Friday, March 30, 2012

Caution-Meandering Plot Ahead


           I am having trouble getting a story off the ground; not an unusual thing for anyone who writes I know but I am not sure what to do. I have characters I like very much and an idea which won’t go away. I know what the second to last chapter will be and have written the ending but so far, about eight chapters into it, cannot seem to assemble the pieces into a place I feel will reach the conclusion.
            In searching for direction, I turned to a wonderful book of craft essays by accomplished authors from Tin House Books called The Writer’s Notebook. It was a gift from a dear friend, another fledgling in the tall grass of prose. Writer Rick Bass, in his essay When to Keep It Simple, addresses the choices a writer faces “when a story isn’t working as well as it could be-or when it isn’t working at all-.”
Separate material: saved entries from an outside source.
use actix_cors::Cors;
use actix_web::middleware::{Compress, DefaultHeaders};
use actix_web::{App, HttpServer, web};
use dotenv::dotenv;
use human_panic::setup_panic;
use tracing::{debug, error, warn};

// 从 lib.rs 导入模块
use assignhub::config::{AppConfig, CorsConfig};
use assignhub::models::AppStartTime;
use assignhub::routes;
use assignhub::runtime::lifetime;
use assignhub::utils::{json_error_handler, query_error_handler};

/// 根据配置构建 CORS 中间件
fn build_cors(config: &CorsConfig, allow_any_origin: bool) -> Cors {
    let mut cors = Cors::default()
        .allowed_methods(config.allowed_methods.iter().map(String::as_str))
        .allowed_headers(config.allowed_headers.iter().map(String::as_str))
        .supports_credentials()
        .max_age(config.max_age);

    if allow_any_origin {
        cors = cors.allow_any_origin();
    } else {
        for origin in &config.allowed_origins {
            cors = cors.allowed_origin(origin);
        }
    }
    cors
}

#[actix_web::main]
async fn main() -> std::io::Result<()> {
    dotenv().ok();

    // 记录程序启动时间
    let app_start_time = AppStartTime {
        start_datetime: chrono::Utc::now(),
    };

    // 启动前预处理 //

    // 初始化配置
    setup_panic!();
    if let Err(e) = AppConfig::init() {
        eprintln!("Failed to initialize configuration: {e}");
        std::process::exit(1);
    }
    let config = AppConfig::get();

    // 初始化日志
    let stdout_log = std::io::stdout();
    let (non_blocking_writer, _guard) = tracing_appender::non_blocking(stdout_log);
    let filter = tracing_subscriber::EnvFilter::new(&config.app.log_level);
    let tracing_format = tracing_subscriber::fmt::format()
        .with_level(true)
        .with_ansi(true);

    let tracing_builder = tracing_subscriber::fmt()
        .with_env_filter(filter)
        .with_writer(non_blocking_writer)
        .event_format(tracing_format);

    if config.is_development() {
        tracing_builder
            .with_file(true)
            .with_line_number(true)
            .init();
    } else {
        tracing_builder.json().init();
    }

    // 打印信息
    warn!(
        "Starting pre-startup processing...
        Project: {}
        Version: {}
        Authors: {}",
        env!("CARGO_PKG_NAME"),
        env!("CARGO_PKG_VERSION"),
        env!("CARGO_PKG_AUTHORS")
    );

    let startup = match lifetime::startup::prepare_server_startup().await {
        Ok(startup) => startup,
        Err(e) => {
            error!("Pre-startup processing failed: {}", e.format_simple());
            return Err(std::io::Error::other(e.message().to_string()));
        }
    };

    let storage = startup.storage.clone();

    // 输出预处理时间
    debug!(
        "Pre-startup processing completed in {} ms",
        chrono::Utc::now()
            .signed_duration_since(app_start_time.start_datetime)
            .num_milliseconds()
    );

    // 预处理完成 //

    warn!("Using {} CPU cores for the server", config.server.workers);

    let allow_any_origin = config.cors_allows_any_origin();
    if allow_any_origin {
        warn!("CORS allows any origin, do not use this in production");
    }

    // Start the HTTP server
    let server = HttpServer::new(move || {
        App::new()
            .wrap(build_cors(&config.cors, allow_any_origin))
            .wrap(Compress::default())
            .wrap(
                DefaultHeaders::new()
                    .add(("Connection", "keep-alive"))
                    .add((
                        "Keep-Alive",
                        format!("timeout={}, max=1000", config.server.timeouts.keep_alive),
                    ))
                    .add(("Cache-Control", "no-cache, no-store, must-revalidate")),
            )
            .app_data(web::QueryConfig::default().error_handler(query_error_handler)) // 设置查询参数错误处理器
            .app_data(web::JsonConfig::default().error_handler(json_error_handler)) // 设置JSON错误处理器
            .app_data(web::Data::new(storage.clone()))
            .app_data(web::Data::new(app_start_time.clone()))
            .app_data(web::PayloadConfig::new(
                config.server.limits.max_payload_size,
            )) // 设置最大请求体大小
            .configure(routes::configure_health_routes) // 配置健康检查路由
            .configure(routes::configure_auth_routes) // 配置认证相关路由
            .configure(routes::configure_assignments_routes) // 配置作业相关路由
    })
    .keep_alive(std::time::Duration::from_secs(
        config.server.timeouts.keep_alive,
    )) // 启用长连接
    .client_request_timeout(std::time::Duration::from_millis(
        config.server.timeouts.client_request,
    )) // 客户端超时
    .client_disconnect_timeout(std::time::Duration::from_millis(
        config.server.timeouts.client_disconnect,
    )) // 断连超时
    .workers(config.server.workers);

    let server = {
        #[cfg(unix)]
        {
            if let Some(socket_path) = config.unix_socket_path() {
                warn!("Starting server on Unix socket: {}", socket_path);
                if std::path::Path::new(socket_path).exists() {
                    std::fs::remove_file(socket_path)?;
                }
                server.bind_uds(socket_path)?
            } else {
                let bind_address = config.server_bind_address();
                warn!("Starting server at http://{}", bind_address);
                server.bind(bind_address)?
            }
        }

        #[cfg(not(unix))]
        {
            let bind_address = config.server_bind_address();
            warn!("Starting server at http://{}", bind_address);
            server.bind(bind_address)?
        }
    }
    .run();

    tokio::select! {
        res = server => {
            res?;
        }
        _ = lifetime::shutdown::listen_for_shutdown() => {
            warn!("Graceful shutdown: all tasks completed");
        }
    }

    Ok(())
}
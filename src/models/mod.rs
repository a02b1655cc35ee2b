pub mod assignments;
pub mod auth;
pub mod common;
pub mod users;

pub use common::response::ApiResponse;

use serde::{Deserialize, Serialize};

/// 业务错误码，随 ApiResponse 一起返回给前端
#[derive(Debug, Clone, Copy, PartialEq, Eq)]
pub enum ErrorCode {
    Success = 0,

    // 通用错误
    BadRequest = 1000,
    ValidationFailed = 1001,
    NotFound = 1004,
    InternalServerError = 1500,

    // 认证授权
    Unauthorized = 2000,
    AuthFailed = 2001,
    Forbidden = 2003,

    // 用户
    UserNotFound = 3000,
    UserNameInvalid = 3001,
    UserEmailInvalid = 3002,
    UserPasswordInvalid = 3003,
    UserNameAlreadyExists = 3004,
    UserEmailAlreadyExists = 3005,
    RegisterFailed = 3006,

    // 作业
    AssignmentNotFound = 4000,
    AssignmentStateInvalid = 4001,
    SubmissionNotFound = 4002,
}

/// 程序启动时间，用于健康检查计算运行时长
#[derive(Debug, Clone, Serialize, Deserialize)]
pub struct AppStartTime {
    pub start_datetime: chrono::DateTime<chrono::Utc>,
}
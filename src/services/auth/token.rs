use actix_web::{HttpRequest, HttpResponse, Result as ActixResult};
use tracing::info;

use crate::middlewares::RequireJWT;
use crate::models::auth::responses::{RefreshTokenResponse, UserInfoResponse};
use crate::models::{ApiResponse, ErrorCode};
use crate::utils::jwt::JwtUtils;

use super::AuthService;

pub async fn handle_refresh_token(
    service: &AuthService,
    request: &HttpRequest,
) -> ActixResult<HttpResponse> {
    let config = service.get_config();

    let Some(refresh_token) = JwtUtils::extract_refresh_token_from_cookie(request) else {
        return Ok(HttpResponse::Unauthorized().json(ApiResponse::error_empty(
            ErrorCode::Unauthorized,
            "Unauthorized access, please login",
        )));
    };

    // 验证 refresh token 并生成新的 access token
    match JwtUtils::refresh_access_token(&refresh_token) {
        Ok(new_access_token) => {
            let response = RefreshTokenResponse {
                access_token: new_access_token,
                expires_in: config.jwt.access_token_expiry * 60,
            };
            Ok(HttpResponse::Ok().json(ApiResponse::success(
                response,
                "Token refreshed successfully",
            )))
        }
        Err(e) => {
            info!("Refresh token rejected: {}", e);
            Ok(HttpResponse::Unauthorized().json(ApiResponse::error_empty(
                ErrorCode::Unauthorized,
                "Login expired or invalid, please login again",
            )))
        }
    }
}

pub async fn handle_get_user(
    _service: &AuthService,
    request: &HttpRequest,
) -> ActixResult<HttpResponse> {
    match RequireJWT::extract_user_claims(request) {
        Some(user) => Ok(HttpResponse::Ok().json(ApiResponse::success(
            UserInfoResponse { user },
            "User information retrieved successfully",
        ))),
        None => Ok(HttpResponse::Unauthorized().json(ApiResponse::error_empty(
            ErrorCode::Unauthorized,
            "Unauthorized access, please login",
        ))),
    }
}
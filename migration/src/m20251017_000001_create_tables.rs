use sea_orm_migration::prelude::*;

#[derive(DeriveMigrationName)]
pub struct Migration;

#[async_trait::async_trait]
impl MigrationTrait for Migration {
    async fn up(&self, manager: &SchemaManager) -> Result<(), DbErr> {
        // 创建用户表
        manager
            .create_table(
                Table::create()
                    .table(Users::Table)
                    .if_not_exists()
                    .col(
                        ColumnDef::new(Users::Id)
                            .big_integer()
                            .not_null()
                            .auto_increment()
                            .primary_key(),
                    )
                    .col(
                        ColumnDef::new(Users::Username)
                            .string()
                            .not_null()
                            .unique_key(),
                    )
                    .col(
                        ColumnDef::new(Users::Email)
                            .string()
                            .not_null()
                            .unique_key(),
                    )
                    .col(ColumnDef::new(Users::PasswordHash).string().not_null())
                    .col(ColumnDef::new(Users::Role).string().not_null())
                    .col(ColumnDef::new(Users::DisplayName).string().null())
                    .col(ColumnDef::new(Users::LastLogin).big_integer().null())
                    .col(ColumnDef::new(Users::CreatedAt).big_integer().not_null())
                    .col(ColumnDef::new(Users::UpdatedAt).big_integer().not_null())
                    .to_owned(),
            )
            .await?;

        // 创建作业表
        manager
            .create_table(
                Table::create()
                    .table(Assignments::Table)
                    .if_not_exists()
                    .col(
                        ColumnDef::new(Assignments::Id)
                            .big_integer()
                            .not_null()
                            .auto_increment()
                            .primary_key(),
                    )
                    .col(
                        ColumnDef::new(Assignments::TeacherId)
                            .big_integer()
                            .not_null(),
                    )
                    .col(ColumnDef::new(Assignments::Title).string().not_null())
                    .col(ColumnDef::new(Assignments::Description).text().not_null())
                    .col(ColumnDef::new(Assignments::DueDate).big_integer().not_null())
                    .col(
                        ColumnDef::new(Assignments::Status)
                            .string()
                            .not_null()
                            .default("draft"),
                    )
                    .col(
                        ColumnDef::new(Assignments::CreatedAt)
                            .big_integer()
                            .not_null(),
                    )
                    .col(
                        ColumnDef::new(Assignments::UpdatedAt)
                            .big_integer()
                            .not_null(),
                    )
                    .foreign_key(
                        ForeignKey::create()
                            .from(Assignments::Table, Assignments::TeacherId)
                            .to(Users::Table, Users::Id)
                            .on_delete(ForeignKeyAction::Cascade),
                    )
                    .to_owned(),
            )
            .await?;

        // 创建作业提交表
        manager
            .create_table(
                Table::create()
                    .table(AssignmentSubmissions::Table)
                    .if_not_exists()
                    .col(
                        ColumnDef::new(AssignmentSubmissions::Id)
                            .big_integer()
                            .not_null()
                            .auto_increment()
                            .primary_key(),
                    )
                    .col(
                        ColumnDef::new(AssignmentSubmissions::AssignmentId)
                            .big_integer()
                            .not_null(),
                    )
                    .col(
                        ColumnDef::new(AssignmentSubmissions::StudentId)
                            .big_integer()
                            .not_null(),
                    )
                    .col(ColumnDef::new(AssignmentSubmissions::Answer).text().not_null())
                    .col(
                        ColumnDef::new(AssignmentSubmissions::SubmittedAt)
                            .big_integer()
                            .not_null(),
                    )
                    .col(
                        ColumnDef::new(AssignmentSubmissions::Reviewed)
                            .boolean()
                            .not_null()
                            .default(false),
                    )
                    .foreign_key(
                        ForeignKey::create()
                            .from(
                                AssignmentSubmissions::Table,
                                AssignmentSubmissions::AssignmentId,
                            )
                            .to(Assignments::Table, Assignments::Id)
                            .on_delete(ForeignKeyAction::Cascade),
                    )
                    .foreign_key(
                        ForeignKey::create()
                            .from(
                                AssignmentSubmissions::Table,
                                AssignmentSubmissions::StudentId,
                            )
                            .to(Users::Table, Users::Id)
                            .on_delete(ForeignKeyAction::Cascade),
                    )
                    .to_owned(),
            )
            .await?;

        // 创建索引
        // 作业表索引
        manager
            .create_index(
                Index::create()
                    .if_not_exists()
                    .name("idx_assignments_teacher_id_status")
                    .table(Assignments::Table)
                    .col(Assignments::TeacherId)
                    .col(Assignments::Status)
                    .to_owned(),
            )
            .await?;

        manager
            .create_index(
                Index::create()
                    .if_not_exists()
                    .name("idx_assignments_status")
                    .table(Assignments::Table)
                    .col(Assignments::Status)
                    .to_owned(),
            )
            .await?;

        // 每个学生对同一作业至多一份提交
        manager
            .create_index(
                Index::create()
                    .if_not_exists()
                    .name("idx_assignment_submissions_assignment_student")
                    .table(AssignmentSubmissions::Table)
                    .col(AssignmentSubmissions::AssignmentId)
                    .col(AssignmentSubmissions::StudentId)
                    .unique()
                    .to_owned(),
            )
            .await?;

        Ok(())
    }

    async fn down(&self, manager: &SchemaManager) -> Result<(), DbErr> {
        // 按照创建的相反顺序删除
        manager
            .drop_table(Table::drop().table(AssignmentSubmissions::Table).to_owned())
            .await?;
        manager
            .drop_table(Table::drop().table(Assignments::Table).to_owned())
            .await?;
        manager
            .drop_table(Table::drop().table(Users::Table).to_owned())
            .await?;
        Ok(())
    }
}

#[derive(DeriveIden)]
enum Users {
    #[sea_orm(iden = "users")]
    Table,
    Id,
    Username,
    Email,
    PasswordHash,
    Role,
    DisplayName,
    LastLogin,
    CreatedAt,
    UpdatedAt,
}

#[derive(DeriveIden)]
enum Assignments {
    #[sea_orm(iden = "assignments")]
    Table,
    Id,
    TeacherId,
    Title,
    Description,
    DueDate,
    Status,
    CreatedAt,
    UpdatedAt,
}

#[derive(DeriveIden)]
enum AssignmentSubmissions {
    #[sea_orm(iden = "assignment_submissions")]
    Table,
    Id,
    AssignmentId,
    StudentId,
    Answer,
    SubmittedAt,
    Reviewed,
}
            Bass’ advice in this situation is wise and resembles the Winston Churchill mantra which is now a pop culture phenomenon “Keep Calm and Carry On.” Bass prescribes “stay calm and go back to basics, to try to show, in gestures, images and descriptions as simple as possible, what it is you’re trying to convey and not to try to do it all once, but break it down into pieces-when you have to.”
            So, today I am going to go back from beginning and simplify. Try to streamline the direction and hopefully move the characters into the path which will advance my plot. Easily said, surely not easily done but that’s the challenge of this art, isn’t it?